Stored data:
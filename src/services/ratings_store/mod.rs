use crate::error::{RecommenderError, Result};
use crate::models::{KnownRating, Observation, Rating};
use crate::services::catalog::ObservationSource;
use crate::utils::run_blocking;
use crate::utils::validation::validate_identifier;
use ndarray::Array2;
use std::collections::hash_map::Entry;
use std::collections::{BTreeSet, HashMap};
use std::path::{Path, PathBuf};
use std::sync::Arc;
use tracing::info;

#[derive(Debug, Clone)]
pub struct ScopeFiles {
    pub engagement: PathBuf,
    pub known_ratings: PathBuf,
    pub item_factors: PathBuf,
    pub member_factors: PathBuf,
}

impl ScopeFiles {
    pub fn new(data_dir: &Path, scope: &str) -> Result<Self> {
        validate_identifier("scope", scope)?;
        Ok(Self {
            engagement: data_dir.join(format!("{}_engagement.csv", scope)),
            known_ratings: data_dir.join(format!("{}_known_ratings.csv", scope)),
            item_factors: data_dir.join(format!("{}_factors_q.csv", scope)),
            member_factors: data_dir.join(format!("{}_factors_p.csv", scope)),
        })
    }

    pub fn has_factors(&self) -> bool {
        self.item_factors.exists() && self.member_factors.exists()
    }
}

/// Member x item view of every engagement; a cell holds the rating if one was given.
#[derive(Debug, Clone, PartialEq)]
pub struct EngagementMatrix {
    members: Vec<String>,
    items: Vec<String>,
    cells: Array2<Option<Rating>>,
}

impl EngagementMatrix {
    pub fn empty() -> Self {
        Self {
            members: Vec::new(),
            items: Vec::new(),
            cells: Array2::from_elem((0, 0), None),
        }
    }

    /// Rows and columns come out in ascending key order.
    pub fn from_observations(observations: &[Observation]) -> Self {
        let members: Vec<String> = observations
            .iter()
            .map(|o| o.member_id.clone())
            .collect::<BTreeSet<_>>()
            .into_iter()
            .collect();
        let items: Vec<String> = observations
            .iter()
            .map(|o| o.item_id.clone())
            .collect::<BTreeSet<_>>()
            .into_iter()
            .collect();

        let member_index: HashMap<&str, usize> =
            members.iter().enumerate().map(|(i, m)| (m.as_str(), i)).collect();
        let item_index: HashMap<&str, usize> =
            items.iter().enumerate().map(|(i, c)| (c.as_str(), i)).collect();

        let mut cells = Array2::from_elem((members.len(), items.len()), None);
        for o in observations {
            cells[[member_index[o.member_id.as_str()], item_index[o.item_id.as_str()]]] = o.rating;
        }

        Self { members, items, cells }
    }

    pub fn members(&self) -> &[String] {
        &self.members
    }

    pub fn items(&self) -> &[String] {
        &self.items
    }

    pub fn is_empty(&self) -> bool {
        self.members.is_empty()
    }

    pub fn rating(&self, member_id: &str, item_id: &str) -> Option<Rating> {
        let row = self.members.iter().position(|m| m == member_id)?;
        let col = self.items.iter().position(|c| c == item_id)?;
        self.cells[[row, col]]
    }

    pub fn save(&self, path: &Path) -> Result<()> {
        let mut writer = csv::Writer::from_path(path)?;

        let mut header = Vec::with_capacity(self.items.len() + 1);
        header.push("member_code".to_string());
        header.extend(self.items.iter().cloned());
        writer.write_record(&header)?;

        for (member, row) in self.members.iter().zip(self.cells.rows()) {
            let mut record = Vec::with_capacity(row.len() + 1);
            record.push(member.clone());
            record.extend(row.iter().map(|cell| cell.map(|r| r.to_string()).unwrap_or_default()));
            writer.write_record(&record)?;
        }

        writer.flush()?;
        Ok(())
    }

    pub fn load(path: &Path) -> Result<Self> {
        let mut reader = csv::Reader::from_path(path)?;
        let items: Vec<String> = reader.headers()?.iter().skip(1).map(str::to_string).collect();

        let mut members = Vec::new();
        let mut flat = Vec::new();
        for record in reader.records() {
            let record = record?;
            let mut fields = record.iter();
            let member = fields
                .next()
                .ok_or_else(|| RecommenderError::inconsistent("engagement row without a member"))?;
            for field in fields {
                flat.push(parse_cell(field)?);
            }
            members.push(member.to_string());
        }

        let cells = Array2::from_shape_vec((members.len(), items.len()), flat)
            .map_err(|e| RecommenderError::inconsistent(e.to_string()))?;
        Ok(Self { members, items, cells })
    }
}

fn parse_cell(field: &str) -> Result<Option<Rating>> {
    let field = field.trim();
    if field.is_empty() {
        return Ok(None);
    }
    let value: u8 = field
        .parse()
        .map_err(|_| RecommenderError::inconsistent(format!("invalid rating cell {:?}", field)))?;
    Rating::new(value).map(Some)
}

#[derive(Debug, Clone, PartialEq)]
pub struct RatingViews {
    pub engagement: EngagementMatrix,
    pub known_ratings: Vec<KnownRating>,
}

impl RatingViews {
    /// Collapses duplicate `(member, item)` pairs (the last value wins, the
    /// first position is kept) and pivots the result.
    pub fn build(observations: Vec<Observation>) -> Self {
        let mut positions: HashMap<(String, String), usize> = HashMap::new();
        let mut deduped: Vec<Observation> = Vec::with_capacity(observations.len());

        for observation in observations {
            match positions.entry((observation.member_id.clone(), observation.item_id.clone())) {
                Entry::Occupied(entry) => deduped[*entry.get()].rating = observation.rating,
                Entry::Vacant(entry) => {
                    entry.insert(deduped.len());
                    deduped.push(observation);
                }
            }
        }

        let known_ratings = deduped
            .iter()
            .filter_map(|o| {
                o.rating.map(|rating| KnownRating {
                    member_id: o.member_id.clone(),
                    item_id: o.item_id.clone(),
                    rating,
                })
            })
            .collect();

        Self {
            engagement: EngagementMatrix::from_observations(&deduped),
            known_ratings,
        }
    }

    pub fn empty() -> Self {
        Self {
            engagement: EngagementMatrix::empty(),
            known_ratings: Vec::new(),
        }
    }
}

fn save_known_ratings(path: &Path, known_ratings: &[KnownRating]) -> Result<()> {
    let mut writer = csv::WriterBuilder::new().has_headers(false).from_path(path)?;
    for known in known_ratings {
        writer.serialize((&known.member_id, &known.item_id, known.rating.value()))?;
    }
    writer.flush()?;
    Ok(())
}

fn load_known_ratings(path: &Path) -> Result<Vec<KnownRating>> {
    let mut reader = csv::ReaderBuilder::new().has_headers(false).from_path(path)?;
    reader
        .deserialize::<(String, String, Rating)>()
        .map(|row| {
            let (member_id, item_id, rating) = row?;
            Ok(KnownRating {
                member_id,
                item_id,
                rating,
            })
        })
        .collect()
}

/// Materializes observations into the engagement matrix and known-ratings
/// list, persisted per scope under `data_dir`.
pub struct RatingsStore {
    data_dir: PathBuf,
    source: Arc<dyn ObservationSource>,
}

impl RatingsStore {
    pub fn new(data_dir: impl Into<PathBuf>, source: Arc<dyn ObservationSource>) -> Self {
        Self {
            data_dir: data_dir.into(),
            source,
        }
    }

    pub fn data_dir(&self) -> &Path {
        &self.data_dir
    }

    pub fn source(&self) -> &Arc<dyn ObservationSource> {
        &self.source
    }

    pub fn files(&self, scope: &str) -> Result<ScopeFiles> {
        ScopeFiles::new(&self.data_dir, scope)
    }

    /// Rebuilds both views of `scope` from the observation source and
    /// overwrites the persisted copies.
    pub async fn reload(&self, scope: &str) -> Result<RatingViews> {
        let files = self.files(scope)?;
        let observations = self.source.observations(scope).await?;
        let views = RatingViews::build(observations);

        let data_dir = self.data_dir.clone();
        let views = run_blocking(move || {
            std::fs::create_dir_all(&data_dir)?;
            views.engagement.save(&files.engagement)?;
            save_known_ratings(&files.known_ratings, &views.known_ratings)?;
            Ok(views)
        })
        .await?;

        info!(
            "Reloaded ratings for scope {}: {} members, {} items, {} known ratings",
            scope,
            views.engagement.members().len(),
            views.engagement.items().len(),
            views.known_ratings.len()
        );
        Ok(views)
    }

    /// Persisted engagement matrix; empty if `reload` never ran.
    pub fn engagement_matrix(&self, scope: &str) -> Result<EngagementMatrix> {
        read_engagement(&self.files(scope)?)
    }

    /// Persisted known ratings in stored order; empty if `reload` never ran.
    pub fn known_ratings(&self, scope: &str) -> Result<Vec<KnownRating>> {
        read_known_ratings(&self.files(scope)?)
    }

    pub fn views(&self, scope: &str) -> Result<RatingViews> {
        read_views(&self.files(scope)?)
    }

    pub async fn load_views(&self, scope: &str) -> Result<RatingViews> {
        let files = self.files(scope)?;
        run_blocking(move || read_views(&files)).await
    }
}

fn read_engagement(files: &ScopeFiles) -> Result<EngagementMatrix> {
    if !files.engagement.exists() {
        return Ok(EngagementMatrix::empty());
    }
    EngagementMatrix::load(&files.engagement)
}

fn read_known_ratings(files: &ScopeFiles) -> Result<Vec<KnownRating>> {
    if !files.known_ratings.exists() {
        return Ok(Vec::new());
    }
    load_known_ratings(&files.known_ratings)
}

fn read_views(files: &ScopeFiles) -> Result<RatingViews> {
    Ok(RatingViews {
        engagement: read_engagement(files)?,
        known_ratings: read_known_ratings(files)?,
    })
}
use crate::models::Hyperparameters;
use crate::services::feedback::DEFAULT_ISSUED_CAPACITY;
use crate::utils::DEFAULT_CONFIDENCE_SCALE;
use serde::{Deserialize, Serialize};
use std::net::SocketAddr;
use std::path::PathBuf;

#[derive(Debug, Clone, Serialize, Deserialize)]
pub struct Config {
    pub server: ServerConfig,
    pub storage: StorageConfig,
    pub training: TrainingConfig,
    pub recommendation: RecommendationConfig,
}

#[derive(Debug, Clone, Serialize, Deserialize)]
pub struct ServerConfig {
    pub host: String,
    pub port: u16,
    pub workers: usize,
}

impl ServerConfig {
    pub fn socket_addr(&self) -> anyhow::Result<SocketAddr> {
        Ok(format!("{}:{}", self.host, self.port).parse()?)
    }
}

#[derive(Debug, Clone, Serialize, Deserialize)]
pub struct StorageConfig {
    /// Directory holding the per-scope CSV views and factor files.
    pub data_dir: PathBuf,
}

#[derive(Debug, Clone, Serialize, Deserialize)]
pub struct TrainingConfig {
    pub factors: usize,
    pub regularization: f64,
    pub learning_rate: f64,
    pub epochs: usize,
    pub seed: Option<u64>,
}

impl TrainingConfig {
    pub fn hyperparameters(&self) -> Hyperparameters {
        Hyperparameters {
            factors: self.factors,
            regularization: self.regularization,
            learning_rate: self.learning_rate,
            epochs: self.epochs,
            seed: self.seed,
        }
    }
}

#[derive(Debug, Clone, Serialize, Deserialize)]
pub struct RecommendationConfig {
    pub default_top_n: usize,
    pub confidence_scale: f64,
    /// Issued recommendations kept for feedback before the oldest are evicted.
    pub max_issued: usize,
}

impl Default for Config {
    fn default() -> Self {
        let defaults = Hyperparameters::default();
        Self {
            server: ServerConfig {
                host: "0.0.0.0".to_string(),
                port: 8080,
                workers: num_cpus::get(),
            },
            storage: StorageConfig {
                data_dir: PathBuf::from("data"),
            },
            training: TrainingConfig {
                factors: defaults.factors,
                regularization: defaults.regularization,
                learning_rate: defaults.learning_rate,
                epochs: defaults.epochs,
                seed: defaults.seed,
            },
            recommendation: RecommendationConfig {
                default_top_n: 3,
                confidence_scale: DEFAULT_CONFIDENCE_SCALE,
                max_issued: DEFAULT_ISSUED_CAPACITY,
            },
        }
    }
}

impl Config {
    pub fn from_file(path: &str) -> anyhow::Result<Self> {
        let settings = config::Config::builder()
            .add_source(config::Config::try_from(&Config::default())?)
            .add_source(config::File::with_name(path))
            .add_source(
                config::Environment::with_prefix("FACTOREC")
                    .prefix_separator("_")
                    .separator("__"),
            )
            .build()?;

        Ok(settings.try_deserialize()?)
    }
}

#[cfg(test)]
mod tests {
    use super::*;

    #[test]
    fn test_default_hyperparameters() {
        let config = Config::default();
        let hp = config.training.hyperparameters();
        assert_eq!(hp.factors, 20);
        assert_eq!(hp.epochs, 40);
        assert!((hp.learning_rate - 0.015).abs() < 1e-12);
        assert!((hp.regularization - 0.1).abs() < 1e-12);
        assert_eq!(config.recommendation.confidence_scale, 20.0);
        assert_eq!(config.recommendation.max_issued, DEFAULT_ISSUED_CAPACITY);
    }

    #[test]
    fn test_from_file_overrides_defaults() {
        let dir = tempfile::tempdir().unwrap();
        let path = dir.path().join("factorec.toml");
        std::fs::write(&path, "[training]\nepochs = 5\nseed = 9\n\n[storage]\ndata_dir = \"/tmp/factorec\"\n").unwrap();

        let config = Config::from_file(path.to_str().unwrap()).unwrap();
        assert_eq!(config.training.epochs, 5);
        assert_eq!(config.training.seed, Some(9));
        assert_eq!(config.training.factors, 20);
        assert_eq!(config.storage.data_dir, PathBuf::from("/tmp/factorec"));
    }

    #[test]
    fn test_socket_addr() {
        let config = Config::default();
        assert_eq!(config.server.socket_addr().unwrap().port(), 8080);
    }
}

PROBLEM REQUIREMENTS
Reprint the data above from the opening line to the line holding "one was given.", inclusive, and nothing else.

WRITTEN SOLUTION
filename src/services/ratings_store/mod.rs
use crate::error::{RecommenderError, Result};
use crate::models::{KnownRating, Observation, Rating};
use crate::services::catalog::ObservationSource;
use crate::utils::run_blocking;
use crate::utils::validation::validate_identifier;
use ndarray::Array2;
use std::collections::hash_map::Entry;
use std::collections::{BTreeSet, HashMap};
use std::path::{Path, PathBuf};
use std::sync::Arc;
use tracing::info;

#[derive(Debug, Clone)]
pub struct ScopeFiles {
    pub engagement: PathBuf,
    pub known_ratings: PathBuf,
    pub item_factors: PathBuf,
    pub member_factors: PathBuf,
}

impl ScopeFiles {
    pub fn new(data_dir: &Path, scope: &str) -> Result<Self> {
        validate_identifier("scope", scope)?;
        Ok(Self {
            engagement: data_dir.join(format!("{}_engagement.csv", scope)),
            known_ratings: data_dir.join(format!("{}_known_ratings.csv", scope)),
            item_factors: data_dir.join(format!("{}_factors_q.csv", scope)),
            member_factors: data_dir.join(format!("{}_factors_p.csv", scope)),
        })
    }

    pub fn has_factors(&self) -> bool {
        self.item_factors.exists() && self.member_factors.exists()
    }
}

/// Member x item view of every engagement; a cell holds the rating if one was given.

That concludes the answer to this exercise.